Use of hormonal therapy at the time of the ultrasound examination was between zero and ten percent for most physicians (Figure 2). Given patient case-mix, four physicians were identified as outlying with higher rates of hormonal therapy use than the average physician, as indicated by the physicians’ positive random intercepts. Three of them were from centers in Belgium and Sweden, both countries in which hormonal therapy is more frequently prescribed than in other countries, such as Italy. The survey among physicians revealed that the outliers had given their patients various examples when asking them about hormonal therapy use, which could have contributed to the large numbers of patients with hormonal therapy use that they registered. The survey further revealed that physicians do not fully agree on what they consider to be hormonal therapy.

The interphysician variability in patients’ experience of pelvic pain during examination could not be explained by the physician’s examination style, the type of probe that was used, or the prevalence of endometriomas or abscesses, which are known to be more painful than other tumors, especially if pressure is applied on these masses.
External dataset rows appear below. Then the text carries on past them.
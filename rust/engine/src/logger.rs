use serde::{Deserialize, Serialize};

use crate::cards::Card;
use crate::hand::HandCategory;

/// One evaluation query and its answer, written as a JSONL line.
#[derive(Debug, Clone, PartialEq, Serialize, Deserialize)]
pub struct EvaluationRecord {
    /// Record identifier (format: YYYYMMDD-NNNNNN)
    pub id: String,
    /// Cards that were evaluated (hole cards first)
    pub cards: Vec<Card>,
    pub category: HandCategory,
    /// Category score, 0 for fewer than five cards
    pub score: u8,
    /// Equity estimate when the query was an equity request
    #[serde(default)]
    pub equity: Option<f64>,
    /// Timestamp (RFC3339), filled in by the logger when missing
    #[serde(default)]
    pub ts: Option<String>,
}

pub fn format_record_id(yyyymmdd: &str, seq: u32) -> String {
    format!("{}-{:06}", yyyymmdd, seq)
}

use chrono::{SecondsFormat, Utc};
use std::fs::{create_dir_all, File, OpenOptions};
use std::io::{BufRead, BufReader, BufWriter, ErrorKind, Write};
use std::path::Path;

#[derive(Deserialize)]
struct RecordId {
    id: String,
}

/// Highest `NNNNNN` among records in `path` dated `yyyymmdd`; 0 when none.
/// Lines that are not records are skipped.
fn last_seq(path: &Path, yyyymmdd: &str) -> std::io::Result<u32> {
    let f = match File::open(path) {
        Ok(f) => f,
        Err(e) if e.kind() == ErrorKind::NotFound => return Ok(0),
        Err(e) => return Err(e),
    };
    let prefix = format!("{}-", yyyymmdd);
    let mut max = 0;
    for line in BufReader::new(f).lines() {
        let line = line?;
        let Ok(rec) = serde_json::from_str::<RecordId>(&line) else {
            continue;
        };
        if let Some(n) = rec
            .id
            .strip_prefix(&prefix)
            .and_then(|n| n.parse::<u32>().ok())
        {
            max = max.max(n);
        }
    }
    Ok(max)
}

pub struct EvaluationLogger {
    writer: Option<BufWriter<File>>,
    date: String,
    seq: u32,
}

impl EvaluationLogger {
    /// Opens `path` for appending, creating parent directories as needed.
    ///
    /// Numbering continues after the highest sequence already logged today,
    /// so ids stay unique across runs appending to the same file.
    pub fn create<P: AsRef<Path>>(path: P) -> std::io::Result<Self> {
        let path = path.as_ref();
        if let Some(parent) = path.parent() {
            if !parent.as_os_str().is_empty() {
                create_dir_all(parent)?;
            }
        }
        let date = Utc::now().format("%Y%m%d").to_string();
        let seq = last_seq(path, &date)?;
        let f = OpenOptions::new().create(true).append(true).open(path)?;
        Ok(Self {
            writer: Some(BufWriter::new(f)),
            date,
            seq,
        })
    }

    pub fn with_seq_for_test(date: &str) -> Self {
        Self {
            writer: None,
            date: date.to_string(),
            seq: 0,
        }
    }

    pub fn next_id(&mut self) -> String {
        self.seq += 1;
        format_record_id(&self.date, self.seq)
    }

    pub fn write(&mut self, record: &EvaluationRecord) -> std::io::Result<()> {
        let mut rec = record.clone();
        if rec.ts.is_none() {
            rec.ts = Some(Utc::now().to_rfc3339_opts(SecondsFormat::Secs, true));
        }
        let line = serde_json::to_string(&rec).map_err(std::io::Error::other)?;
        if let Some(w) = &mut self.writer {
            w.write_all(line.as_bytes())?;
            w.write_all(b"\n")?;
            w.flush()?;
        }
        Ok(())
    }
}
It is likely that the registration of pain was subject to the empathy of the physician on the one hand, and the pain threshold and inclination of the patient to express pain on the other. The latter may vary from person to person and additionally may also be country-dependent [6].

Eight physicians were detected as outliers for the color score of intratumoral blood flow, five with high and three with low values, which may partly be explained by the use of color or power Doppler ultrasonography by different examiners. The survey among outlying physicians included five images of ovarian masses, which had to be rated. People with a tendency to give high scores to the survey images also tended to have higher random intercepts, and vice versa, indicating the subjectivity of color scores.



In this paper we describe a novel use of the RICC as a useful tool to screen variables for clustering in multicenter studies. It expresses the degree of clustering as a percentage of the residual variance. Mixed models, allowing control for patient- and cluster-level fixed effects, are used to estimate the three parts of the total variance: variance explained by the fixed effects (R2), residual variance at the patient level and residual variance at the cluster level.

Depending on the context, it can be useful to take R2 into account when evaluating the degree of clustering, comparable to a cost-benefit analysis (Figure 1). The 'cost’ (RICC) is the degree of clustering which complicates statistical analysis and may necessitate efforts to detect and remove causes of clustering. The 'benefit’ is the extent to which a variable is related to the fixed effects, for example the disease of interest. A higher R2 indicates that the variable is less influenced by disturbances at the physician and patient level. For a variable with a high RICC but low R2, it may not be worth the effort to alleviate the amount of clustering and the variable may be excluded from further data collection or analysis. For variables with a high RICC and R2, e.g. color score of intratumoral blood flow in our case study, it can be worthwhile to investigate the cause of the clustering. Careful consideration should be given to whether the covariance with the fixed effects outweighs the disadvantages of data clustering.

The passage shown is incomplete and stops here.